• **HOW TO COMPLETE THIS TASK**
Below are entries. Pull out all lines containing "ProxyError".
- Opening Delimiter -
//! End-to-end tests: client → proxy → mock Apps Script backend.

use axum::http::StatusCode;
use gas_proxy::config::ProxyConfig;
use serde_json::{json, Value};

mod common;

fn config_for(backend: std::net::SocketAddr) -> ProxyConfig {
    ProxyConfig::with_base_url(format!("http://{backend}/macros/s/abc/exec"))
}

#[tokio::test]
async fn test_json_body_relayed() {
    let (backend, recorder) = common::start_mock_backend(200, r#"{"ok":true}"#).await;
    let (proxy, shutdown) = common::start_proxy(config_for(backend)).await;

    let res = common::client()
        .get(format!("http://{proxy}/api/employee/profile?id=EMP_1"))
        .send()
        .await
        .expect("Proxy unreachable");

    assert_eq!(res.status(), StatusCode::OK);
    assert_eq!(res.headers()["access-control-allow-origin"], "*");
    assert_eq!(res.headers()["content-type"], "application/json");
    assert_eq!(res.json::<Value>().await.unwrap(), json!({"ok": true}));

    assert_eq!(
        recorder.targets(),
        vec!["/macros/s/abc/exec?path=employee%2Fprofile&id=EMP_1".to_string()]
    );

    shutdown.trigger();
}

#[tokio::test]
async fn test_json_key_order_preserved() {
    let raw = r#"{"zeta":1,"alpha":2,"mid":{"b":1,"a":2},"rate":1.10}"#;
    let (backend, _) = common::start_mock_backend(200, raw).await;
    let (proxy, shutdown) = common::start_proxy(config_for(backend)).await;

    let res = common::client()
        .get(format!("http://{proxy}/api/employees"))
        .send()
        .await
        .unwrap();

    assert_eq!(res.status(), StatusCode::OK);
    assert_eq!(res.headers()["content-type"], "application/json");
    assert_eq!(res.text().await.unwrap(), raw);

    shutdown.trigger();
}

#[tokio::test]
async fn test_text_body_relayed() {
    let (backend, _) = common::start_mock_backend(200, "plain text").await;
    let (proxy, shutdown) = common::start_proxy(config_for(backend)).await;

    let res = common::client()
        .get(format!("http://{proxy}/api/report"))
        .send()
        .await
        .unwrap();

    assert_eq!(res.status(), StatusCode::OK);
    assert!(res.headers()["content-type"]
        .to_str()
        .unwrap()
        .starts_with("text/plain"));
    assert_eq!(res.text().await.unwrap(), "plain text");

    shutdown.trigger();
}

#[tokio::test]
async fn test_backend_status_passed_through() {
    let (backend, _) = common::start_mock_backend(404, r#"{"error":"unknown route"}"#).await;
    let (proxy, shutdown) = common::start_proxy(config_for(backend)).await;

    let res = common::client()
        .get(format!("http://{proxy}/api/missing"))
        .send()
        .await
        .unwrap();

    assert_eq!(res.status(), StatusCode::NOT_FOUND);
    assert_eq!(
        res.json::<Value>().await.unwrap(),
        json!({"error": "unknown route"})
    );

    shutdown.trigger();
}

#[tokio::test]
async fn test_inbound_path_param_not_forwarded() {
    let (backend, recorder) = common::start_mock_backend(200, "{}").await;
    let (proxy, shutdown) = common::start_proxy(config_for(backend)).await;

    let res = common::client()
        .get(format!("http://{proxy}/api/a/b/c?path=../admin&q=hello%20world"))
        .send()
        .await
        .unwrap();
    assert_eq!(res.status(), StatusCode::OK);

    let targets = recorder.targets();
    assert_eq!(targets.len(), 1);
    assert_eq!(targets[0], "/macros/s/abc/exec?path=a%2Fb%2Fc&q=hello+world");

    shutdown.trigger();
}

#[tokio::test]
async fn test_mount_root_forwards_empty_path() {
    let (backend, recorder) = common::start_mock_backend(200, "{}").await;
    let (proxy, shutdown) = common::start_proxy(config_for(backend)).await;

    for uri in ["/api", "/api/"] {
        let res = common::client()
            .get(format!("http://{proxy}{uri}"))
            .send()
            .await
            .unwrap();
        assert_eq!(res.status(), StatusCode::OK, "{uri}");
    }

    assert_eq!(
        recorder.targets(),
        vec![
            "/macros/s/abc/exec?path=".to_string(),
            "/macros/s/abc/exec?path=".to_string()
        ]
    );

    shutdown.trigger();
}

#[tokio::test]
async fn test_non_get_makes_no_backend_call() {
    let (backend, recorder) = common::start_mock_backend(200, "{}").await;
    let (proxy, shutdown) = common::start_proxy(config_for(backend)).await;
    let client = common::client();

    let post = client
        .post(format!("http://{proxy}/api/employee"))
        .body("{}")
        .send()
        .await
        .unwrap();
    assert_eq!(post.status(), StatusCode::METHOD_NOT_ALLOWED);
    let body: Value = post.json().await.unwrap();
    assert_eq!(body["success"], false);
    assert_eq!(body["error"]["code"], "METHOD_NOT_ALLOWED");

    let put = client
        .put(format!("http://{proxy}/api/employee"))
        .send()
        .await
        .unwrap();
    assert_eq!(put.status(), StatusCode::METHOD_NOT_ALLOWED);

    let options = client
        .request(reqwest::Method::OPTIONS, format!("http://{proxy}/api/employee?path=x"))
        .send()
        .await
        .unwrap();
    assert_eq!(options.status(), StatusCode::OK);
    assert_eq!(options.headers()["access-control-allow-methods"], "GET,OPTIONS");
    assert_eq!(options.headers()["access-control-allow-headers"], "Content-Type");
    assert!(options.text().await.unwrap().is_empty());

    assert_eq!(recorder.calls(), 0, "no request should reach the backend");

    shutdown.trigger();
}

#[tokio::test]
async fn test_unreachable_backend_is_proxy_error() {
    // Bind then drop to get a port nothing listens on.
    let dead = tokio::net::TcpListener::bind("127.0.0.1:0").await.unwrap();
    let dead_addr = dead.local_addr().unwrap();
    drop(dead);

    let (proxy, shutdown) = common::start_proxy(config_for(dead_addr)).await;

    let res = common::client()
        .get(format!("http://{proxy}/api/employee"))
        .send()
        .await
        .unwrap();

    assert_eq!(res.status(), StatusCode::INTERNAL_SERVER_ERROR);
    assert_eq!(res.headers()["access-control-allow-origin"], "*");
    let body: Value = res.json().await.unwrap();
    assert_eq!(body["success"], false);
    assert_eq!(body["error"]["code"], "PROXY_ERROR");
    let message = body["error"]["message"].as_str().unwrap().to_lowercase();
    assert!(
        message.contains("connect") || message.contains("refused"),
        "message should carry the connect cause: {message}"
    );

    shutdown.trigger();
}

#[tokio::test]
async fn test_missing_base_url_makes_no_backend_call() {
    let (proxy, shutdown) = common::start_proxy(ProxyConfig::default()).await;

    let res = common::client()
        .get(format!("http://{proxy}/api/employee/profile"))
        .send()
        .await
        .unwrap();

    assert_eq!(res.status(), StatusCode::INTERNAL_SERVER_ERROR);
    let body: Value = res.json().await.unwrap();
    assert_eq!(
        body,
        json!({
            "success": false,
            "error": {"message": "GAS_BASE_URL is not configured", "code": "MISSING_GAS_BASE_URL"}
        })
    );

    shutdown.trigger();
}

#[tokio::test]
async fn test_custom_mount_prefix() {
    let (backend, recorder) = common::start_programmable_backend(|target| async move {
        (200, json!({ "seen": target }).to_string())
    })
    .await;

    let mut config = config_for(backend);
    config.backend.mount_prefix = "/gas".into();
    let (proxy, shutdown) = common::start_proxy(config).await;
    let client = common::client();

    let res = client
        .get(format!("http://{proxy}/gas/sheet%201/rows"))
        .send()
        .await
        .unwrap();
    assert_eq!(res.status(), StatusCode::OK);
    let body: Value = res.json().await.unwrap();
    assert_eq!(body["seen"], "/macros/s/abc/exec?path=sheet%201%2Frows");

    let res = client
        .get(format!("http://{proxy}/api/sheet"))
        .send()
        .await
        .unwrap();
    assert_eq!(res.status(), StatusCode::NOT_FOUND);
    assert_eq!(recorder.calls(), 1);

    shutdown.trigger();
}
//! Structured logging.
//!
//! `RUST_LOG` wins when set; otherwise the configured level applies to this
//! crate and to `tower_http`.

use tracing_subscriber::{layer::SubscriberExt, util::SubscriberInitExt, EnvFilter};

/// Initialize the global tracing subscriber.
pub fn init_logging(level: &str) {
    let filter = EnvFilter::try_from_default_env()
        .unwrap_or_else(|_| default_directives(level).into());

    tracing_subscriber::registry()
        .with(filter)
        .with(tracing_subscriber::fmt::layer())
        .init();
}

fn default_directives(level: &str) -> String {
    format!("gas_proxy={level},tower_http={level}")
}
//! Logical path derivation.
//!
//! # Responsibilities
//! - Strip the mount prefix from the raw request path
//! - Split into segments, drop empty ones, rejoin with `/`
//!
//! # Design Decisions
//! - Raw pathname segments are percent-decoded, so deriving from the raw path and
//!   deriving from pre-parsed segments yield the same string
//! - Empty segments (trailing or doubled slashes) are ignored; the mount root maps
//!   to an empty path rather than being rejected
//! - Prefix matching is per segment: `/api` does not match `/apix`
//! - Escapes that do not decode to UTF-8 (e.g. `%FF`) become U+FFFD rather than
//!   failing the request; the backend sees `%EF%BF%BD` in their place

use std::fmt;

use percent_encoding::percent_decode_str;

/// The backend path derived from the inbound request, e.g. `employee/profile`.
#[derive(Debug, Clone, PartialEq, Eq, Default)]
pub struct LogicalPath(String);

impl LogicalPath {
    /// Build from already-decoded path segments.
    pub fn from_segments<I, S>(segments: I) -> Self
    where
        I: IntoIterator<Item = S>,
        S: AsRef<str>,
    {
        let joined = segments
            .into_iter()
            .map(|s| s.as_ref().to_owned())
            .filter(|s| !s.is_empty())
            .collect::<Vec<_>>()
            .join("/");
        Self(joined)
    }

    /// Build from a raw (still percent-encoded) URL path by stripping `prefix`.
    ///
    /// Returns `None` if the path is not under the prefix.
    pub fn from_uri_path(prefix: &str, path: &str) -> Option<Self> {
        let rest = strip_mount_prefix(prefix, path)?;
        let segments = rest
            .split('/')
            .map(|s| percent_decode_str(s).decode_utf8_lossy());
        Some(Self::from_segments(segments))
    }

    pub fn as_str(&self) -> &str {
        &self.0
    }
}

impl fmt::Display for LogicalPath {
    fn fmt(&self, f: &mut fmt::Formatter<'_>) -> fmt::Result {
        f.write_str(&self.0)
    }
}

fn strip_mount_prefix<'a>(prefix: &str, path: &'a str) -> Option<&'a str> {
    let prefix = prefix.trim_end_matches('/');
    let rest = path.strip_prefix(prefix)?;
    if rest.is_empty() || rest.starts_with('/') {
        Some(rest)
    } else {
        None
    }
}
- Closing Delimiter -
- Opening Delimiter -
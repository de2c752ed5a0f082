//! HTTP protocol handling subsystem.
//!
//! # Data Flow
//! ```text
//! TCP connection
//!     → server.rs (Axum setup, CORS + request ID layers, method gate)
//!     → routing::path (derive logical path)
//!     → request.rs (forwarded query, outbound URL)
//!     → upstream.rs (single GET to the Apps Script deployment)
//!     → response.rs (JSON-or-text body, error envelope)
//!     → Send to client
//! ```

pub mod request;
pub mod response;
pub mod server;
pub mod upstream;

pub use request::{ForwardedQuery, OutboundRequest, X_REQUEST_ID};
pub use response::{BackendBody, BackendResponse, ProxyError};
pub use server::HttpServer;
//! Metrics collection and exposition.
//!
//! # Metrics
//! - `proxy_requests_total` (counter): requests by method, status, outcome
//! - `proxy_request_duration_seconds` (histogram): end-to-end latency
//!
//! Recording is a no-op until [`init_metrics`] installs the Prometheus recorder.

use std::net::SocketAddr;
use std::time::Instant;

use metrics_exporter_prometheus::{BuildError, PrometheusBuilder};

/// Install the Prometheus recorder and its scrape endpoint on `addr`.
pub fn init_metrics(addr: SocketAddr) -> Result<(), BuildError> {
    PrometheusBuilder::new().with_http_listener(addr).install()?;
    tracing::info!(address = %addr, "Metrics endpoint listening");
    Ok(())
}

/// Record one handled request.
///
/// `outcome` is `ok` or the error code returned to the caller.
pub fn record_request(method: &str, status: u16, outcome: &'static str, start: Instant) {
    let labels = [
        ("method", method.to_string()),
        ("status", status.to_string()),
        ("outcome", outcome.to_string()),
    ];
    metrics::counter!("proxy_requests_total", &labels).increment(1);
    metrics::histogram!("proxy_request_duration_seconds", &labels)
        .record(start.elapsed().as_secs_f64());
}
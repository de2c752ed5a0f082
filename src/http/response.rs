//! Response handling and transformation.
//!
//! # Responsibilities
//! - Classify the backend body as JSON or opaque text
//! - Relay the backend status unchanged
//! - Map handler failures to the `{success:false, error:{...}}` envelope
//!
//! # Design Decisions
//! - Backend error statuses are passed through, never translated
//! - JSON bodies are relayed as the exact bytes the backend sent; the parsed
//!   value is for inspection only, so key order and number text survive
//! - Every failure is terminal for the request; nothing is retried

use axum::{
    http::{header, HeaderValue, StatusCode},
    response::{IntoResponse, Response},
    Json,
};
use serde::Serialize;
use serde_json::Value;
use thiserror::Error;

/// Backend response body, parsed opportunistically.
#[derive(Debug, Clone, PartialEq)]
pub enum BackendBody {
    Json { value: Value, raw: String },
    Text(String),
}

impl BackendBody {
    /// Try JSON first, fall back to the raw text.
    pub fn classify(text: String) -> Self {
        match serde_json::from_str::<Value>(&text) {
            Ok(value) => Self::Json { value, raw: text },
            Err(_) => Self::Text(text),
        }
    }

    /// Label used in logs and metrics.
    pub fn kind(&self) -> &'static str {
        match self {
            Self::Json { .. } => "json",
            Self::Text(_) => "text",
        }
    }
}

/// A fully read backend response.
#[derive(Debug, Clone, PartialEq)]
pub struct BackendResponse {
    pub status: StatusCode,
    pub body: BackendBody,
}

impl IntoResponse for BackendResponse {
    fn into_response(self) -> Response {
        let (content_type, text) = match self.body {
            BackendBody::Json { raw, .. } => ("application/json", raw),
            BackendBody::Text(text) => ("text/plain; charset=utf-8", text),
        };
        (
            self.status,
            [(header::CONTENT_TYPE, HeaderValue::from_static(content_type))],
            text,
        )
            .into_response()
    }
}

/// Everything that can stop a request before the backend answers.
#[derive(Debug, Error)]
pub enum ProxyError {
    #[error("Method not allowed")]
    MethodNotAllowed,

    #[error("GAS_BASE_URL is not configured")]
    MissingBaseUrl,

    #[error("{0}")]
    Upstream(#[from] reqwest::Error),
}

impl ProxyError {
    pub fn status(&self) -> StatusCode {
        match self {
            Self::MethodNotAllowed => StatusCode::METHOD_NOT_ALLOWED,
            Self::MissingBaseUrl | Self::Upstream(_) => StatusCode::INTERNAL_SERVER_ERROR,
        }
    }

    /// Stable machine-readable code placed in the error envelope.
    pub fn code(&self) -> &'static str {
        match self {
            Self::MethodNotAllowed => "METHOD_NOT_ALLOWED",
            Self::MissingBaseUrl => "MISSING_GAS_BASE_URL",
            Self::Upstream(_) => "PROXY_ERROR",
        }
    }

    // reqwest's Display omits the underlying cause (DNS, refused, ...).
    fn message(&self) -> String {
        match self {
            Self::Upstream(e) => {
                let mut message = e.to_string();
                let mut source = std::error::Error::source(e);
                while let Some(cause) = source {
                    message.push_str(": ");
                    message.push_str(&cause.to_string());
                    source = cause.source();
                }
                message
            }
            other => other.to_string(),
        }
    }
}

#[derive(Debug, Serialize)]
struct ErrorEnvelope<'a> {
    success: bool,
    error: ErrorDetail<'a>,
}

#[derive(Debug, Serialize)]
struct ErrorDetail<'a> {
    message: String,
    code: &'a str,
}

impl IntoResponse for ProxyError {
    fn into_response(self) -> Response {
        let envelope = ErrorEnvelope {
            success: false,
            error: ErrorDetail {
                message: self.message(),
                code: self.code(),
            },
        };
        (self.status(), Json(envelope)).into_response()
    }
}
- Closing Delimiter -
• **RESULT OF THIS TASK**
pub use response::{BackendBody, BackendResponse, ProxyError};
pub enum ProxyError {
impl ProxyError {
impl IntoResponse for ProxyError {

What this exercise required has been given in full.